**** DATA EXCERPTS

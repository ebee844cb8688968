//! Reveal sessions.
//!
//! A session appends one unit per step and ends in exactly one of three
//! ways: it reaches the end of its text, it is skipped, or its captured
//! epoch goes stale. The session future resolves once with the matching
//! [`RevealOutcome`].

use std::fmt;
use std::future::{Future, IntoFuture};
use std::pin::Pin;
use std::sync::{Arc, Mutex, MutexGuard, PoisonError};
use std::time::Duration;

use reverie_core::cancel::{CancellationSource, Epoch};
use reverie_core::effects::Audio;
use reverie_core::text::TapHandler;
use tokio::sync::Notify;
use tokio::task::JoinHandle;
use tracing::debug;

use crate::pacing::{self, Pacing, PacingTable};
use crate::sink::TextSink;

/// How a reveal session ended.
#[derive(Debug, Clone, Copy, PartialEq, Eq)]
pub enum RevealOutcome {
    /// Every unit was appended.
    Completed,
    /// A tap set the full text at once.
    Skipped,
    /// The captured epoch went stale; nothing further was written.
    Cancelled,
}

impl RevealOutcome {
    /// `true` for the two outcomes that count as completion.
    #[must_use]
    pub fn is_complete(self) -> bool {
        !matches!(self, Self::Cancelled)
    }
}

#[derive(Debug, Clone, Copy, PartialEq, Eq)]
enum Phase {
    Active,
    Ended(RevealOutcome),
}

struct Shared {
    phase: Mutex<Phase>,
    wake: Notify,
    text: String,
    sink: Arc<dyn TextSink>,
    epoch: Epoch,
    cancel: CancellationSource,
}

impl Shared {
    fn phase(&self) -> MutexGuard<'_, Phase> {
        self.phase.lock().unwrap_or_else(PoisonError::into_inner)
    }

    /// Moves an active session to `outcome` and detaches it from its sink.
    fn end(&self, mut phase: MutexGuard<'_, Phase>, outcome: RevealOutcome) -> RevealOutcome {
        *phase = Phase::Ended(outcome);
        drop(phase);
        self.sink.detach_tap(self);
        outcome
    }

    fn skip(&self) -> bool {
        let phase = self.phase();
        if *phase != Phase::Active {
            return false;
        }
        let outcome = if self.cancel.is_current(self.epoch) {
            self.sink.set_text(&self.text);
            self.end(phase, RevealOutcome::Skipped)
        } else {
            self.end(phase, RevealOutcome::Cancelled)
        };
        self.wake.notify_one();
        outcome == RevealOutcome::Skipped
    }
}

impl TapHandler for Shared {
    fn tap(&self) -> bool {
        self.skip()
    }
}

/// Tap target of one session. Cloning yields another handle to the same
/// session.
#[derive(Clone)]
pub struct SkipHandle {
    shared: Arc<Shared>,
}

impl SkipHandle {
    /// Sets the full text and completes the session.
    ///
    /// Returns `false` (and writes nothing) if the session already ended or
    /// its epoch is stale.
    pub fn skip(&self) -> bool {
        self.shared.skip()
    }

    /// `true` while the session has not ended.
    #[must_use]
    pub fn is_active(&self) -> bool {
        *self.shared.phase() == Phase::Active
    }
}

impl fmt::Debug for SkipHandle {
    fn fmt(&self, f: &mut fmt::Formatter<'_>) -> fmt::Result {
        f.debug_struct("SkipHandle")
            .field("epoch", &self.shared.epoch)
            .field("phase", &*self.shared.phase())
            .finish()
    }
}

/// A prepared reveal. Await it (or [`spawn`](Self::spawn) it) to run.
pub struct RevealSession {
    handle: SkipHandle,
    pacing: Pacing,
    audio: Arc<dyn Audio>,
}

impl RevealSession {
    /// Returns the session's tap target.
    #[must_use]
    pub fn skip_handle(&self) -> SkipHandle {
        self.handle.clone()
    }

    /// Skips the session; see [`SkipHandle::skip`].
    pub fn skip(&self) -> bool {
        self.handle.skip()
    }

    /// Drives the session to its outcome.
    pub async fn run(self) -> RevealOutcome {
        let shared = Arc::clone(&self.handle.shared);
        let units = pacing::units(&shared.text);
        let last = units.len().saturating_sub(1);

        for (index, unit) in units.iter().enumerate() {
            {
                let phase = shared.phase();
                if let Phase::Ended(outcome) = *phase {
                    return outcome;
                }
                if !shared.cancel.is_current(shared.epoch) {
                    debug!(epoch = %shared.epoch, index, "reveal cancelled");
                    return shared.end(phase, RevealOutcome::Cancelled);
                }
                shared.sink.append(unit);
                if index == 0 {
                    self.audio.play_typing_tick();
                }
                if index == last {
                    return shared.end(phase, RevealOutcome::Completed);
                }
            }

            let delay = self.pacing.delay_after(&units, index);
            tokio::select! {
                () = tokio::time::sleep(delay) => {}
                () = shared.wake.notified() => {}
            }
        }

        // Empty text: nothing to append, completes at once.
        let phase = shared.phase();
        let current = *phase;
        match current {
            Phase::Ended(outcome) => outcome,
            Phase::Active => shared.end(phase, RevealOutcome::Completed),
        }
    }

    /// Spawns the session onto the tokio runtime.
    #[must_use]
    pub fn spawn(self) -> RevealTask {
        let skip = self.skip_handle();
        let join = tokio::spawn(self.run());
        RevealTask { skip, join }
    }
}

impl Drop for RevealSession {
    // Covers sessions dropped unrun or aborted mid-reveal.
    fn drop(&mut self) {
        let shared = &self.handle.shared;
        let phase = shared.phase();
        if *phase == Phase::Active {
            shared.end(phase, RevealOutcome::Cancelled);
        }
    }
}

impl IntoFuture for RevealSession {
    type Output = RevealOutcome;
    type IntoFuture = Pin<Box<dyn Future<Output = RevealOutcome> + Send>>;

    fn into_future(self) -> Self::IntoFuture {
        Box::pin(self.run())
    }
}

impl fmt::Debug for RevealSession {
    fn fmt(&self, f: &mut fmt::Formatter<'_>) -> fmt::Result {
        f.debug_struct("RevealSession")
            .field("handle", &self.handle)
            .field("pacing", &self.pacing)
            .finish_non_exhaustive()
    }
}

/// A spawned session.
#[derive(Debug)]
pub struct RevealTask {
    /// Tap target of the running session.
    pub skip: SkipHandle,
    /// Resolves with the outcome.
    pub join: JoinHandle<RevealOutcome>,
}

/// Factory for reveal sessions bound to one cancellation source.
#[derive(Clone)]
pub struct Typewriter {
    cancel: CancellationSource,
    audio: Arc<dyn Audio>,
    table: PacingTable,
}

impl Typewriter {
    /// Creates a typewriter reading epochs from `cancel` and ticking through
    /// `audio`.
    #[must_use]
    pub fn new(cancel: CancellationSource, audio: Arc<dyn Audio>) -> Self {
        Self {
            cancel,
            audio,
            table: PacingTable::default(),
        }
    }

    /// Replaces the punctuation bonus table.
    #[must_use]
    pub fn with_pacing(mut self, table: PacingTable) -> Self {
        self.table = table;
        self
    }

    pub(crate) fn pacing_table(&self) -> PacingTable {
        self.table
    }

    /// The cancellation source sessions compare against.
    #[must_use]
    pub fn cancellation(&self) -> &CancellationSource {
        &self.cancel
    }

    /// Prepares a punctuation-paced reveal bound to the current epoch.
    #[must_use]
    pub fn reveal(&self, sink: Arc<dyn TextSink>, text: &str, base: Duration) -> RevealSession {
        self.reveal_at(sink, text, base, self.cancel.current())
    }

    /// Prepares a punctuation-paced reveal bound to `epoch`.
    #[must_use]
    pub fn reveal_at(
        &self,
        sink: Arc<dyn TextSink>,
        text: &str,
        base: Duration,
        epoch: Epoch,
    ) -> RevealSession {
        let pacing = Pacing::Punctuated {
            base,
            table: self.table,
        };
        self.session(sink, text, pacing, epoch)
    }

    /// Prepares a constant-speed reveal bound to the current epoch.
    #[must_use]
    pub fn reveal_fixed(
        &self,
        sink: Arc<dyn TextSink>,
        text: &str,
        speed: Duration,
    ) -> RevealSession {
        self.session(sink, text, Pacing::Fixed(speed), self.cancel.current())
    }

    pub(crate) fn session(
        &self,
        sink: Arc<dyn TextSink>,
        text: &str,
        pacing: Pacing,
        epoch: Epoch,
    ) -> RevealSession {
        sink.clear();
        let shared = Arc::new(Shared {
            phase: Mutex::new(Phase::Active),
            wake: Notify::new(),
            text: text.to_owned(),
            sink: Arc::clone(&sink),
            epoch,
            cancel: self.cancel.clone(),
        });
        sink.attach_tap(Arc::clone(&shared) as Arc<dyn TapHandler>);
        let handle = SkipHandle { shared };
        RevealSession {
            handle,
            pacing,
            audio: Arc::clone(&self.audio),
        }
    }

    /// Sleeps for `duration` unless the current epoch goes stale.
    ///
    /// Returns `true` if the caller may continue.
    pub async fn pause(&self, duration: Duration) -> bool {
        self.pause_at(self.cancel.current(), duration).await
    }

    /// Sleeps for `duration`, then reports whether `epoch` is still current.
    pub async fn pause_at(&self, epoch: Epoch, duration: Duration) -> bool {
        if !self.cancel.is_current(epoch) {
            return false;
        }
        tokio::time::sleep(duration).await;
        self.cancel.is_current(epoch)
    }
}

impl fmt::Debug for Typewriter {
    fn fmt(&self, f: &mut fmt::Formatter<'_>) -> fmt::Result {
        f.debug_struct("Typewriter")
            .field("epoch", &self.cancel.current())
            .field("table", &self.table)
            .finish_non_exhaustive()
    }
}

********

PROBLEM DETAILS:
Look above for the line holding "let shared = &self.handle.shared;" and the line holding "fn into_future(self) ->". Retype both, and every line between them, word for word and nothing else.

SOLUTION TO THIS TASK:
        let shared = &self.handle.shared;
        let phase = shared.phase();
        if *phase == Phase::Active {
            shared.end(phase, RevealOutcome::Cancelled);
        }
    }
}

impl IntoFuture for RevealSession {
    type Output = RevealOutcome;
    type IntoFuture = Pin<Box<dyn Future<Output = RevealOutcome> + Send>>;

    fn into_future(self) -> Self::IntoFuture {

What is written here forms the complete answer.